SAGE 1 – Commençons par l’article L622-I.

SAGE 2 – « Sous réserve des exemptions prévues à l’article L622-4… »

SAGE 1 – Laissons les exemptions pour le moment.

SAGE 2 – « Toute personne qui aura… »

SAGE 1 – « Toute personne » Qui veut faire Toute Personne ?

SAGE 3 – Je veux bien.

SAGE 1 – Très bien, mettez-vous là, je vous remercie.

SAGE 3 – Je vous en prie.

SAGE 1 – Reprenez.

SAGE 2 – « Toute personne… »

SAGE 3 – Ici présente.

SAGE 2 – « …qui aura par une aide directe… »
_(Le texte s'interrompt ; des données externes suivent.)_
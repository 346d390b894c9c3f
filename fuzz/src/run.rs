#![no_main]

use cpu::{Cpu, Error, Exit, Op, SP};
use libfuzzer_sys::fuzz_target;

fuzz_target!(|data: &[u8]| {
    let mut vm = Cpu::new();
    if vm.load(data).is_err() {
        return;
    }

    // Halt if we take more than 65K cycles
    let mut out: Vec<u8> = vec![];
    let r = vm.run_until(&mut out, |_vm, _dev, i| i > 65536);

    let mut failed = false;
    match r {
        Ok(Exit::Halted) => {
            let op = Op::decode(vm.ram_read(usize::from(vm.pc())));
            if op != Some(Op::Hlt) {
                println!("halted on {op:?} at {:#04x}", vm.pc());
                failed = true;
            }
        }
        Ok(Exit::Stopped) => (),
        Err(Error::BadInstruction { opcode, trace }) => {
            if Op::decode(opcode).is_some() || trace.pc != vm.pc() {
                println!("bogus bad instruction {opcode:#04x}: {trace}");
                failed = true;
            }
        }
        Err(e) => {
            println!("unexpected error: {e}");
            failed = true;
        }
    }
    if vm.flags().bits() & !0b111 != 0 {
        println!("reserved flag bits set: {:#010b}", vm.flags().bits());
        failed = true;
    }
    if failed {
        print!("Instructions:\n  ");
        for (i, d) in data.iter().enumerate() {
            let name = Op::decode(*d).map(|op| op.mnemonic()).unwrap_or("??");
            print!("{}{name}", if i == 0 { "" } else { " " });
        }
        println!();
        println!("  SP = {:#04x}", vm.reg(SP));
        panic!("invariant violated");
    }
});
SAGE 1 – Vous pouvez faire quelqu’un qui a besoin d’une aide directe ?

SAGE 4 – Oui, bien sûr. Alors… par exemple … Je suis en fauteuil roulant, oui, voilà, je suis en fauteuil roulant parce que j’ai… une sclérose en plaques. Alors ce jour-là, je me rends à la pharmacie pour aller chercher mes médicaments. Sauf qu’à l’entrée de la pharmacie il y a un escalier. Un petit escalier de deux, trois marches que je ne peux pas franchir avec mon fauteuil.

SAGE 1 – Allez-y Toute Personne, fournissez-lui une aide directe.


Ainsi, le texte se veut politique et ancré dans le réel. Faustine Noguès fait ici une critique caustique de notre société ultra connectée, de notre monde ultra moderne dont les valeurs humanistes se sont perdues derrière un écran. Mais le plaisir essentiel de la pièce repose sur son humour. Pas de discours désespéré, mais une fable drôle et humaniste. Le texte est traversé de fulgurances bouffonnes jouissives. J’ai beaucoup ri en le lisant comme j’avais d’ailleurs beaucoup ri en lisant Surprise Parti.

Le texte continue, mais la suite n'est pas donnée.